Il s’agit d’un véritable " état des lieux " de la situation belge. On n’en est pas encore au financement, hélas, mais c’est un pas. EDB espère qu’il sera pris en considération à la mesure de l’importance du problème.
En bref, les investigateurs vont tenter de répondre aux questions suivantes : Quel est l’état émotionnel et quels sont les besoins psychosociaux des patients cancéreux belges et de leurs proches ? Quelle est leur demande de soutien psychosocial?
Quelles sont les tâches qui sont attribuées aux intervenants psychosociaux ? Quel soutien psychosocial offrent-ils aux patients cancéreux et à leurs proches ? Quel soutien désirent-ils leur prodiguer ?
Quels sont les besoins de soutien psychosocial des intervenants eux-mêmes ?
Résultats préliminaires
Une tendance qui confirme l’importance du problème…
Tout d’abord, rappelons que, selon un rapport récent de l’Institut Scientifique de la Santé Publique-Service d’Epidémiologie (2002-011 IPH/EPI), la dépression en Belgique touche, selon les études, 6 à 16% de la population générale. La dépression est une maladie sérieuse qu’il faut prendre en charge et ses conséquences s'étendent même au-delà du champ de la santé. Le taux d'absentéisme est 5 fois plus important chez les dépressifs que chez les personnes ne présentant pas de signes de dépression. Les scientifiques ont aussi évalué ce que coûtait cette maladie. Une estimation belge déjà ancienne (Ansseau
M. 1988) faisait état de frais médicaux(coûts directs uniquement) s'élevant annuellement à plus de 1 milliard d'euros.

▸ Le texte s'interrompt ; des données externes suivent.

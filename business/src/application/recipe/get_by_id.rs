use std::sync::Arc;

use async_trait::async_trait;

use crate::domain::logger::Logger;
use crate::domain::recipe::errors::RecipeError;
use crate::domain::recipe::model::Recipe;
use crate::domain::recipe::repository::RecipeRepository;
use crate::domain::recipe::use_cases::get_by_id::{GetRecipeByIdParams, GetRecipeByIdUseCase};

pub struct GetRecipeByIdUseCaseImpl {
    pub repository: Arc<dyn RecipeRepository>,
    pub logger: Arc<dyn Logger>,
}

#[async_trait]
impl GetRecipeByIdUseCase for GetRecipeByIdUseCaseImpl {
    async fn execute(&self, params: GetRecipeByIdParams) -> Result<Recipe, RecipeError> {
        let scope = params.session.scope()?;
        self.logger.debug(&format!("Getting recipe: {}", params.id));

        let recipe = self.repository.find_with_items(params.id, &scope).await?;
        scope.authorize(recipe).map_err(RecipeError::from_lookup)
    }
}

#[cfg(test)]
mod tests {
    use super::*;
    use crate::domain::errors::RepositoryError;
    use crate::domain::recipe::diff::ItemLine;
    use crate::domain::recipe::model::{RecipeOverview, RecipeUpdate};
    use crate::domain::shared::scope::OwnerScope;
    use crate::domain::shared::session::Session;
    use crate::domain::shared::value_objects::UserId;
    use bigdecimal::BigDecimal;
    use mockall::mock;
    use uuid::Uuid;

    mock! {
        pub RecipeRepo {}

        #[async_trait]
        impl RecipeRepository for RecipeRepo {
            async fn list_visible(&self, scope: &OwnerScope) -> Result<Vec<RecipeOverview>, RepositoryError>;
            async fn list_shared_with(&self, scope: &OwnerScope) -> Result<Vec<RecipeOverview>, RepositoryError>;
            async fn find_with_items(&self, id: Uuid, scope: &OwnerScope) -> Result<Option<Recipe>, RepositoryError>;
            async fn create(&self, recipe: &Recipe) -> Result<Recipe, RepositoryError>;
            async fn apply_changes(&self, update: &RecipeUpdate, scope: &OwnerScope) -> Result<Recipe, RepositoryError>;
            async fn archive(&self, id: Uuid, scope: &OwnerScope) -> Result<(), RepositoryError>;
        }
    }

    mock! {
        pub Log {}

        impl Logger for Log {
            fn info(&self, message: &str);
            fn warn(&self, message: &str);
            fn error(&self, message: &str);
            fn debug(&self, message: &str);
        }
    }

    fn mock_logger() -> Arc<dyn Logger> {
        let mut logger = MockLog::new();
        logger.expect_info().returning(|_| ());
        logger.expect_warn().returning(|_| ());
        logger.expect_error().returning(|_| ());
        logger.expect_debug().returning(|_| ());
        Arc::new(logger)
    }

    #[tokio::test]
    async fn should_return_recipe_with_items() {
        let user_id = UserId::generate();
        let item_id = Uuid::new_v4();
        let mut mock_repo = MockRecipeRepo::new();
        mock_repo.expect_find_with_items().returning(move |_, scope| {
            Ok(Some(Recipe::new(
                *scope.user_id(),
                "Omelette".to_string(),
                vec![ItemLine::new(item_id, BigDecimal::from(3))],
            )))
        });

        let use_case = GetRecipeByIdUseCaseImpl {
            repository: Arc::new(mock_repo),
            logger: mock_logger(),
        };

        let recipe = use_case
            .execute(GetRecipeByIdParams {
                session: Session::authenticated(user_id),
                id: Uuid::new_v4(),
            })
            .await
            .unwrap();

        assert_eq!(recipe.user_id, user_id);
        assert_eq!(recipe.items[0].item_id, item_id);
    }

    #[tokio::test]
    async fn should_return_not_found_when_missing() {
        let mut mock_repo = MockRecipeRepo::new();
        mock_repo.expect_find_with_items().returning(|_, _| Ok(None));

        let use_case = GetRecipeByIdUseCaseImpl {
            repository: Arc::new(mock_repo),
            logger: mock_logger(),
        };

        let result = use_case
            .execute(GetRecipeByIdParams {
                session: Session::authenticated(UserId::generate()),
                id: Uuid::new_v4(),
            })
            .await;

        assert!(matches!(result.unwrap_err(), RecipeError::NotFound));
    }
}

Selon les résultats préliminaires de l’étude du Professeur Razavi, un patient sur deux atteint de cancer présente un trouble émotionnel significatif allant des troubles d’adaptation (anxiété par exemple) pour 23% à la dépression ou détresse majeure pour 25%. L’entourage proche n’est pas épargné. Il présente ces troubles avec la même fréquence. Lorsque le patient demande de l’aide psychologique pour faire face aux problèmes non médicaux provoqués par le cancer, il ne l’obtient pas une fois sur quatre. Lorsqu’une personne de l’entourage proche le demande, il ne l’obtient quasi jamais. Pour la première fois, l’enquête nationale révèle clairement ces inégalités dans la réponse à la demande d’aide du patient cancéreux et de son entourage. L’aide provient le plus souvent du médecin spécialiste (74%) et du partenaire (66%), mais rarement d’un psychologue (14%).

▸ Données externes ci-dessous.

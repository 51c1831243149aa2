use poem_openapi::Tags;

#[derive(Debug, Tags)]
pub enum ApiTags {
    Health,
    Users,
    Session,
    Items,
    Recipes,
}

La moitié des psychologues concernés par l’enquête souhaitent des formations pour améliorer la qualité de leur travail. Seul un tiers d’entre eux obtient un soutien sur son lieu de travail en cas de difficultés professionnelles. Les psychologues travaillant dans les services d’oncologie se sentent isolés (89%), ont des problèmes de communication avec les équipes médicales (97%), n’ont pas de formation permanente (89%), n’ont même pas de bureau (85%) ni de matériel adéquat (58%). On constate que 21% des psychologues qui ont participé à l’enquête à ce jour présentent des signes de stress professionnel majeur (objectivés par le questionnaire) allant jusqu’au " burn out " !

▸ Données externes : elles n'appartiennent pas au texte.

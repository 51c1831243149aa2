use std::sync::Arc;

use async_trait::async_trait;

use crate::domain::logger::Logger;
use crate::domain::recipe::errors::RecipeError;
use crate::domain::recipe::repository::RecipeRepository;
use crate::domain::recipe::social::{RecipeShare, RecipeSocialRepository};
use crate::domain::recipe::use_cases::share::{ShareRecipeParams, ShareRecipeUseCase};
use crate::domain::user::model::normalize_email;
use crate::domain::user::repository::UserRepository;

/// Offers one of the caller's recipes to another user, identified by email.
pub struct ShareRecipeUseCaseImpl {
    pub recipe_repository: Arc<dyn RecipeRepository>,
    pub social_repository: Arc<dyn RecipeSocialRepository>,
    pub user_repository: Arc<dyn UserRepository>,
    pub logger: Arc<dyn Logger>,
}

#[async_trait]
impl ShareRecipeUseCase for ShareRecipeUseCaseImpl {
    async fn execute(&self, params: ShareRecipeParams) -> Result<RecipeShare, RecipeError> {
        let scope = params.session.scope()?;

        let recipe = self
            .recipe_repository
            .find_with_items(params.recipe_id, &scope)
            .await?;
        let recipe = scope.authorize(recipe).map_err(RecipeError::from_lookup)?;

        let recipient = self
            .user_repository
            .find_by_email(&normalize_email(&params.recipient_email))
            .await?
            .ok_or(RecipeError::RecipientNotFound)?;

        if &recipient.id == scope.user_id() {
            return Err(RecipeError::CannotShareWithSelf);
        }

        match self
            .social_repository
            .find_share(recipe.id, &recipient.id)
            .await?
        {
            Some(share) if share.is_accepted() => Err(RecipeError::ShareAlreadyAccepted),
            Some(share) => {
                self.logger.debug(&format!(
                    "Recipe {} already offered to {}",
                    recipe.id, recipient.id
                ));
                Ok(share)
            }
            None => {
                let share = RecipeShare::pending(recipe.id, recipient.id);
                self.social_repository.save_share(&share).await?;
                self.logger.info(&format!(
                    "Recipe {} shared with {}",
                    recipe.id, recipient.id
                ));
                Ok(share)
            }
        }
    }
}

Si ces résultats préliminaires se confirment (l’enquête prendra fin en novembre 2004), nous sommes confrontés à de graves manquements dans la prise en charge psychosociale des patients cancéreux belges…
Propositions d’Europa Donna Belgium
Europa Donna Belgium pense qu’il est grand temps de tirer la sonnette d’alarme !
Pour mieux faire face aux conséquences psychologiques de l’annonce d’un cancer et de son traitement, et pour mieux répondre à la demande d’aide du patient et de son entourage proche, il est nécessaire de mettre en place des mesures pour :
- Créer des formations reconnues en psycho-oncologie.
- Augmenter le nombre de psychologues formés en psycho-oncologie.
- Définir l’organisation optimale du travail psychosocial en oncologie.
- Faciliter l’intégration des intervenants psychosociaux dans les équipes pluridisciplinaires d’oncologie.
- Améliorer la détection précoce de la dépression chez les personnes confrontées 11 au cancer.